# About this exercise:
Identify all lines of the data containing the string "RewLoader" and copy them.

▼

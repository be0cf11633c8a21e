//! Shared CLI helpers used across multiple commands.

use anyhow::Context;
use clap::ValueEnum;
use indicatif::{ProgressBar, ProgressStyle};
use polarmap_io::{
    ArtaLoader, DblLoader, FormatLoader, HolmLoader, LoadOutcome, NfsLoader, RewLoader, TxtLoader,
    WavLoader,
};
use std::path::Path;
use std::time::Duration;

/// The measurement encodings the CLI can ingest.
#[derive(Debug, Clone, Copy, PartialEq, Eq, ValueEnum)]
pub enum Format {
    /// Directory of newline-delimited float text files.
    Txt,
    /// Directory of raw little-endian f64 binary files.
    Dbl,
    /// Directory of RIFF/WAVE files.
    Wav,
    /// Single HolmImpulse export.
    Holm,
    /// Directory of REW text exports.
    Rew,
    /// Directory of ARTA .pir files.
    Arta,
    /// Single near-field-scanner export.
    Nfs,
}

impl Format {
    /// True when the format records its own sample rate.
    pub fn carries_sample_rate(self) -> bool {
        !matches!(self, Format::Txt | Format::Dbl)
    }
}

/// Build the loader for `format` over `source`.
fn loader(format: Format, source: &Path, sample_rate: u32) -> Box<dyn FormatLoader> {
    match format {
        Format::Txt => Box::new(TxtLoader::new(source, sample_rate)),
        Format::Dbl => Box::new(DblLoader::new(source, sample_rate)),
        Format::Wav => Box::new(WavLoader::new(source)),
        Format::Holm => Box::new(HolmLoader::new(source)),
        Format::Rew => Box::new(RewLoader::new(source)),
        Format::Arta => Box::new(ArtaLoader::new(source)),
        Format::Nfs => Box::new(NfsLoader::new(source)),
    }
}

/// Load `source` as `format`, showing a spinner while the loader works and
/// printing the loaded/ignored tally afterwards.
pub fn load_with_tally(
    format: Format,
    source: &Path,
    sample_rate: u32,
) -> anyhow::Result<LoadOutcome> {
    let spinner = ProgressBar::new_spinner();
    spinner.set_style(ProgressStyle::default_spinner());
    spinner.set_message(format!("Loading {}", source.display()));
    spinner.enable_steady_tick(Duration::from_millis(100));

    let outcome = loader(format, source, sample_rate)
        .load()
        .with_context(|| format!("loading {} as {:?}", source.display(), format))?;
    spinner.finish_and_clear();

    println!(
        "Loaded {} measurements from {} file(s), ignored {}",
        outcome.measurements.len(),
        outcome.loaded.len(),
        outcome.ignored.len()
    );
    for (path, reason) in &outcome.ignored {
        println!("  ignored {}: {}", path.display(), reason);
    }
    Ok(outcome)
}
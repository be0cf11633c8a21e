//! ARTA `.pir` binary directory loader.

use crate::dir::load_directory;
use crate::{Error, FormatLoader, LoadOutcome, Result};
use std::fs;
use std::path::{Path, PathBuf};

/// Smallest byte count a `.pir` header can occupy.
const HEADER_FLOOR: usize = 68;

/// Offset of the little-endian `i32` sample rate.
const SAMPLE_RATE_OFFSET: usize = 24;

/// Offset of the first `f32` sample: 24 skipped bytes, two i32 fields, 44
/// more skipped bytes.
const DATA_OFFSET: usize = SAMPLE_RATE_OFFSET + 4 + 4 + 44;

/// Loads a directory of ARTA `.pir` files, one file per angle. The layout
/// is fixed: 24 bytes skipped, `i32` sample rate, `i32` sample count, 44
/// bytes skipped, then the float32 samples, all little-endian.
#[derive(Debug, Clone)]
pub struct ArtaLoader {
    dir: PathBuf,
}

impl ArtaLoader {
    /// Create a loader for `dir`.
    pub fn new(dir: impl Into<PathBuf>) -> Self {
        Self { dir: dir.into() }
    }
}

impl FormatLoader for ArtaLoader {
    fn load(&self) -> Result<LoadOutcome> {
        load_directory(&self.dir, "pir", parse_pir)
    }
}

fn read_i32(bytes: &[u8], offset: usize) -> i32 {
    let mut b = [0u8; 4];
    b.copy_from_slice(&bytes[offset..offset + 4]);
    i32::from_le_bytes(b)
}

fn parse_pir(path: &Path) -> Result<(Vec<f64>, u32)> {
    let bytes = fs::read(path).map_err(|e| Error::io(path, e))?;
    if bytes.len() < HEADER_FLOOR {
        return Err(Error::malformed(
            path,
            format!("{} bytes is below the {HEADER_FLOOR}-byte header floor", bytes.len()),
        ));
    }
    let sample_rate = read_i32(&bytes, SAMPLE_RATE_OFFSET);
    let count = read_i32(&bytes, SAMPLE_RATE_OFFSET + 4);
    if sample_rate <= 0 || count < 0 {
        return Err(Error::malformed(
            path,
            format!("implausible header (fs {sample_rate}, {count} samples)"),
        ));
    }
    let count = count as usize;
    let data = &bytes[DATA_OFFSET.min(bytes.len())..];
    if data.len() < count * 4 {
        return Err(Error::malformed(
            path,
            format!("truncated: {count} samples declared, {} bytes of data", data.len()),
        ));
    }
    let samples = data[..count * 4]
        .chunks_exact(4)
        .map(|c| {
            let mut b = [0u8; 4];
            b.copy_from_slice(c);
            f64::from(f32::from_le_bytes(b))
        })
        .collect();
    Ok((samples, sample_rate as u32))
}

#[cfg(test)]
mod tests {
    use super::*;

    pub(crate) fn synthetic_pir(sample_rate: i32, samples: &[f32]) -> Vec<u8> {
        let mut bytes = vec![0u8; SAMPLE_RATE_OFFSET];
        bytes.extend_from_slice(&sample_rate.to_le_bytes());
        bytes.extend_from_slice(&(samples.len() as i32).to_le_bytes());
        bytes.extend_from_slice(&[0u8; 44]);
        for s in samples {
            bytes.extend_from_slice(&s.to_le_bytes());
        }
        bytes
    }

    #[test]
    fn round_trips_a_synthetic_file() {
        let dir = tempfile::tempdir().unwrap();
        let path = dir.path().join("ir_H0.pir");
        let samples: Vec<f32> = (0..100).map(|i| i as f32 / 100.0).collect();
        fs::write(&path, synthetic_pir(48000, &samples)).unwrap();

        let (loaded, fs) = parse_pir(&path).unwrap();
        assert_eq!(fs, 48000);
        assert_eq!(loaded.len(), 100);
        assert!((loaded[50] - 0.5).abs() < 1e-6);
    }

    #[test]
    fn undersized_files_are_rejected() {
        let dir = tempfile::tempdir().unwrap();
        let path = dir.path().join("ir_H0.pir");
        fs::write(&path, vec![0u8; HEADER_FLOOR - 1]).unwrap();
        assert!(matches!(
            parse_pir(&path).unwrap_err(),
            Error::Malformed { .. }
        ));
    }

    #[test]
    fn truncated_sample_data_is_rejected() {
        let dir = tempfile::tempdir().unwrap();
        let path = dir.path().join("ir_H0.pir");
        let mut bytes = synthetic_pir(48000, &[1.0; 10]);
        bytes.truncate(bytes.len() - 8);
        fs::write(&path, bytes).unwrap();
        assert!(matches!(
            parse_pir(&path).unwrap_err(),
            Error::Malformed { .. }
        ));
    }
}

▲

# Task result:
    ArtaLoader, DblLoader, FormatLoader, HolmLoader, LoadOutcome, NfsLoader, RewLoader, TxtLoader,
        Format::Rew => Box::new(RewLoader::new(source)),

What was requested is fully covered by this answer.